• [What is needed]: Provide only the number of lines in the records where "struct" appears.

***** Data section

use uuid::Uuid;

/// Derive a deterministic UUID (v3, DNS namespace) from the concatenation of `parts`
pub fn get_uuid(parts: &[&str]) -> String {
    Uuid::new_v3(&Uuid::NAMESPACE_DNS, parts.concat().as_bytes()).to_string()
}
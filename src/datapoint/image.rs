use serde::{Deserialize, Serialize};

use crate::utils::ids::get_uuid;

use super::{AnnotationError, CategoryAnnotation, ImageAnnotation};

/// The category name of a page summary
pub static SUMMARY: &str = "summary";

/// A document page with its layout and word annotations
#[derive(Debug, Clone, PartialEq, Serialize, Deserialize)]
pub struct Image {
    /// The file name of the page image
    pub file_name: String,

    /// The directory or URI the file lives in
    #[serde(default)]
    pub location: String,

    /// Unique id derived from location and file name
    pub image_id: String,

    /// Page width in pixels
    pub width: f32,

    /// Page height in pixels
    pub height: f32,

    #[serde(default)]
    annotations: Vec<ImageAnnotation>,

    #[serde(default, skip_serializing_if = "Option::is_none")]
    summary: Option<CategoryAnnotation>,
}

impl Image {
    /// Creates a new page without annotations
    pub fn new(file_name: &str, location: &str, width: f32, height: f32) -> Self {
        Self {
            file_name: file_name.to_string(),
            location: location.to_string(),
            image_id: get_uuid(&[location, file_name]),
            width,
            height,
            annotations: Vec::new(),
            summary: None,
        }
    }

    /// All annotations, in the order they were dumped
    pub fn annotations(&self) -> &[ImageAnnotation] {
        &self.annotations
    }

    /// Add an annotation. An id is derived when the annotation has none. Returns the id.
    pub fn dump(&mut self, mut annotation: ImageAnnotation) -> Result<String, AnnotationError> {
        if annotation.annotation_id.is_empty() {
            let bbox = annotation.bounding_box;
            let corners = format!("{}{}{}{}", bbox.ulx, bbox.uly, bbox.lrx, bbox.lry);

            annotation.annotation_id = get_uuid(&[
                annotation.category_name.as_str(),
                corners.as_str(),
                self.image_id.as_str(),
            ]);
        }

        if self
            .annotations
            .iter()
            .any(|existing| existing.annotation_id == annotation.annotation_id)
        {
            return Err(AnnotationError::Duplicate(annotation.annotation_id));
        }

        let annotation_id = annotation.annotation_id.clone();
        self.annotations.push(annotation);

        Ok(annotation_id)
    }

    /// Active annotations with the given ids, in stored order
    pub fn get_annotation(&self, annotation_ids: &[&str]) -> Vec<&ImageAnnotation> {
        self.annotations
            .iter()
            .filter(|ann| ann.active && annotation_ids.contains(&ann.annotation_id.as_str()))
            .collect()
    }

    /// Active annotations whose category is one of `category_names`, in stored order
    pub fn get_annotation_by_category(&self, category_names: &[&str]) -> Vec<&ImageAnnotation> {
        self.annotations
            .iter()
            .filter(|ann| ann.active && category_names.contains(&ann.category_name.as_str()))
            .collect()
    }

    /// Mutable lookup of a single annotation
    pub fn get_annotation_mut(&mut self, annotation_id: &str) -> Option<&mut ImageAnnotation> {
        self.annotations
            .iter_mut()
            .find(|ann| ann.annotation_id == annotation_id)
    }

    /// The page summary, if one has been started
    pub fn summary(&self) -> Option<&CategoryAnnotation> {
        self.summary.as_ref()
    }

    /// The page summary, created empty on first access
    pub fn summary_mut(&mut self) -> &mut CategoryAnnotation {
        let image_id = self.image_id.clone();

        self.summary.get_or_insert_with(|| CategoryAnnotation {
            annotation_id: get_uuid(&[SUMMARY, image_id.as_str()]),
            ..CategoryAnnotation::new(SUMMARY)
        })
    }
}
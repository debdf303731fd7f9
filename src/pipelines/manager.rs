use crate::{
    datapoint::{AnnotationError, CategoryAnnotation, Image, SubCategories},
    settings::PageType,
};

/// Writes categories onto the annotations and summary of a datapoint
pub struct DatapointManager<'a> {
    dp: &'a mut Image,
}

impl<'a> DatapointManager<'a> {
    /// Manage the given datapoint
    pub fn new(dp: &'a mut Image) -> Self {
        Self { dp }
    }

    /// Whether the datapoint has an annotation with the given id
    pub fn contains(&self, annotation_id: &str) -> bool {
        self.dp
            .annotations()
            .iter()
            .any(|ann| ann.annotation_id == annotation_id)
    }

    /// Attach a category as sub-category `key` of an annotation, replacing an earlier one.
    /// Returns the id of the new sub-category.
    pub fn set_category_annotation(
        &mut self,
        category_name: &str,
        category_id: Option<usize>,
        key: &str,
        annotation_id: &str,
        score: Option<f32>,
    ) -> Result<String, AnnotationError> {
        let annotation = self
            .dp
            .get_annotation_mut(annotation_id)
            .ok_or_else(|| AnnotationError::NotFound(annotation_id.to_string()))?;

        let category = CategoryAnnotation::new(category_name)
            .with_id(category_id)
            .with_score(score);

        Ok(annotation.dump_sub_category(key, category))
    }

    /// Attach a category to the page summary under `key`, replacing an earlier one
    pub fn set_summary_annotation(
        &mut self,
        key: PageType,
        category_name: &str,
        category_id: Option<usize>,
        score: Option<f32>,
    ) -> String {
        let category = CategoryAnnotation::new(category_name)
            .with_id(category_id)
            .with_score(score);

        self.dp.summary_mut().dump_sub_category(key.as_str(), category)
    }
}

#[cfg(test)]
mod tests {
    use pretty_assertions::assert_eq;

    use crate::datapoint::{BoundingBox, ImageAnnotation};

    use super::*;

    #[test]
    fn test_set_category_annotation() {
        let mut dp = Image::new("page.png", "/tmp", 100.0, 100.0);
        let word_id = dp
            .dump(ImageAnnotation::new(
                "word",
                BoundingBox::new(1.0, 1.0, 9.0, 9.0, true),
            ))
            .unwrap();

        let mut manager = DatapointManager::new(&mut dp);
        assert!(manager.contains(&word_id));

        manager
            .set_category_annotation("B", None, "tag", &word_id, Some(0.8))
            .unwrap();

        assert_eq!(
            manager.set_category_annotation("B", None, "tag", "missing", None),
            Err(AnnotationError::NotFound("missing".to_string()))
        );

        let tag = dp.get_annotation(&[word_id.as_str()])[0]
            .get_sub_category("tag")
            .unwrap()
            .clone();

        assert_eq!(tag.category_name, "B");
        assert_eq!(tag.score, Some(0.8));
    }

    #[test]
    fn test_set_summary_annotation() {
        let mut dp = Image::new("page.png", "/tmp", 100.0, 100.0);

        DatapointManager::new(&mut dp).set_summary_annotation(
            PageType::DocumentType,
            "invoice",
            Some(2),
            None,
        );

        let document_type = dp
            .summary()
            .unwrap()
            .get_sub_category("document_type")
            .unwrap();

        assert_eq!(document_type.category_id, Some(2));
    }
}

**********

• [Problem solution]: 2